Not an exagerated title, I promise.  Ticked off at me about something?  Like seeing others get very red in the face?  Or just curious? Here's your chance to see me go through some agony.

A couple days ago I got ahold of one of these:  Paqui® - Carolina Reaper Madness Chip

I also have a Twitch channel:  www.twitch.tv/SSJ3Mewtwo

And a game I've got a soft spot in my heart for is Alien: Isolation, with the most frustrating troll of an unkillable enemy ever created, the Drone.







I figure....lets combine all 3!

I'll be streaming on twitch 12/09/2016 at 8pm EST.

-First 10 minutes will be just regular gameplay and chatting with the chat, the level will be one of the more frustrating ones, but I haven't settled on it yet.

-Then I eat half of the Reaper chip, and continue to play no matter how much it sucks to be alive after taking a bite out of the thing.

-If I beat the level, cool, I'll still finish the other half of the chip on camera.

-If I'm still stuck in the level, the other half gets eaten, and I press on no matter what.


----------



## Shameful_Cole (Dec 8, 2016)

*Sees suffering*
*Rushes to thread*
*Clicks links*
*Sees nothing*
*Realizes that he has to wait until tomorrow*
;-;


----------



## SSJ3Mewtwo (Dec 8, 2016)

Shameful_Cole said:


> *Sees suffering*
> *Rushes to thread*
> *Clicks links*
> *Sees nothing*
> ...



Well, I did include the date and time.

But, that just means it can build anticipation  

Do feel free to tag it with a follow though, then you'll get a notification .


----------



## Deleted member 82554 (Dec 8, 2016)

So this classes as sticking it to the mod?

I _like _it!


----------



## SSJ3Mewtwo (Dec 8, 2016)

Mr. Fox said:


> So this classes as sticking it to the mod?
> 
> I _like _it!



Technically I'm sticking it to myself.

But that'll likely only be a minor technicality.  The effect will still be quite painful.


----------



## SSJ3Mewtwo (Dec 9, 2016)

Just popping up a reminder for this!  Everything looks to be on schedule.


----------



## Jin-Lust-4-Sin (Dec 10, 2016)

not my type of game, but I wish you the best of luck and pray you'll survive... but if you die constantly, I'mma report your ass for feeding the enemy lololol #LeagueOfLegendNeverGetsOld


----------



## SSJ3Mewtwo (Dec 10, 2016)

The stream, I'm happy to say, did not kill me.

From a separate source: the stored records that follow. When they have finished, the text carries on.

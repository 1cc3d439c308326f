//! Randomized operation stream run by each benchmark worker.

use core::ops::{AddAssign, RangeInclusive};

use rand::rngs::StdRng;
use rand::{Rng, SeedableRng};

use crate::ConcurrentSet;

/// Keys drawn by the workers.
pub const KEY_RANGE: RangeInclusive<u32> = 0..=99_999;

/// Number of keys the set holds before a trial starts.
pub const SEED_POPULATION: u32 = 1_000;

/// Keys the set holds before a trial starts: `0, 2, 4, …, 1998`.
pub fn seed_keys() -> impl Iterator<Item = u32> {
    (0..SEED_POPULATION).map(|i| i * 2)
}

/// Fills `set` with [`seed_keys`].
pub fn populate<S>(set: &S)
where
    S: ConcurrentSet<u32> + ?Sized,
{
    for key in seed_keys() {
        set.insert(key);
    }
}

/// Set operation picked by the workload.
#[derive(Debug, Clone, Copy, PartialEq, Eq)]
pub enum Op {
    /// Membership test.
    Member,
    /// Insertion.
    Insert,
    /// Deletion.
    Delete,
}

/// Probabilities of the operations. Deletions take whatever `member` and `insert` leave.
#[derive(Debug, Clone, Copy, PartialEq)]
pub struct Mix {
    /// Probability of a membership test.
    pub member: f64,
    /// Probability of an insertion.
    pub insert: f64,
}

impl Mix {
    /// 99.9% member, 0.05% insert, 0.05% delete.
    pub const READ_HEAVY: Mix = Mix {
        member: 0.999,
        insert: 0.0005,
    };

    /// Probability of a deletion.
    pub fn delete(&self) -> f64 {
        1.0 - self.member - self.insert
    }

    /// Maps a uniform draw in `[0, 1)` to an operation using cumulative thresholds.
    pub fn pick(&self, draw: f64) -> Op {
        if draw < self.member {
            Op::Member
        } else if draw < self.member + self.insert {
            Op::Insert
        } else {
            Op::Delete
        }
    }
}

impl Default for Mix {
    fn default() -> Self {
        Self::READ_HEAVY
    }
}

/// Everything one worker needs to know.
#[derive(Debug, Clone, Copy, PartialEq)]
pub struct WorkerConfig {
    /// Position of the worker among its siblings.
    pub index: usize,
    /// Operations to issue.
    pub ops: u64,
    /// Seed of the worker's generator.
    pub seed: u64,
    /// Operation probabilities.
    pub mix: Mix,
}

impl WorkerConfig {
    /// Configuration of worker `index` in a run seeded with `run_seed`.
    ///
    /// Siblings get distinct seeds, and the same run seed reproduces the same streams.
    pub fn new(index: usize, ops: u64, run_seed: u64, mix: Mix) -> Self {
        Self {
            index,
            ops,
            seed: run_seed.wrapping_add(index as u64),
            mix,
        }
    }
}

/// Tally of what a worker did.
#[derive(Debug, Clone, Copy, Default, PartialEq, Eq)]
pub struct OpCounts {
    /// Membership tests issued.
    pub members: u64,
    /// Membership tests that found their key.
    pub hits: u64,
    /// Insertions issued.
    pub inserts: u64,
    /// Insertions that added a key.
    pub inserted: u64,
    /// Deletions issued.
    pub deletes: u64,
    /// Deletions that removed a key.
    pub deleted: u64,
}

impl OpCounts {
    /// Total operations issued.
    pub fn total(&self) -> u64 {
        self.members + self.inserts + self.deletes
    }

    /// How much the set grew: successful insertions minus successful deletions.
    pub fn net_growth(&self) -> i64 {
        self.inserted as i64 - self.deleted as i64
    }
}

impl AddAssign for OpCounts {
    fn add_assign(&mut self, rhs: Self) {
        self.members += rhs.members;
        self.hits += rhs.hits;
        self.inserts += rhs.inserts;
        self.inserted += rhs.inserted;
        self.deletes += rhs.deletes;
        self.deleted += rhs.deleted;
    }
}

/// Runs one worker's operation stream against `set`.
pub fn run_worker<S>(set: &S, config: WorkerConfig) -> OpCounts
where
    S: ConcurrentSet<u32> + ?Sized,
{
    let mut rng = StdRng::seed_from_u64(config.seed);
    let mut counts = OpCounts::default();

    for _ in 0..config.ops {
        let draw: f64 = rng.gen();
        let key = rng.gen_range(KEY_RANGE);

        match config.mix.pick(draw) {
            Op::Member => {
                counts.members += 1;
                counts.hits += u64::from(set.contains(&key));
            }
            Op::Insert => {
                counts.inserts += 1;
                counts.inserted += u64::from(set.insert(key));
            }
            Op::Delete => {
                counts.deletes += 1;
                counts.deleted += u64::from(set.remove(&key));
            }
        }
    }
    counts
}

I ported the twitch video over to my youtube.






Gameplay is as normal for the first chunk.  The first bite of the chip is at 25m30s.  Second bite is at 1h7m.


----------



## SSJ3Mewtwo (Dec 10, 2016)

Sadly the chat wasn't all that active.  I had around ten viewers at one point, but only one person was typing.  Woulda been nice to see more commentary from people.


----------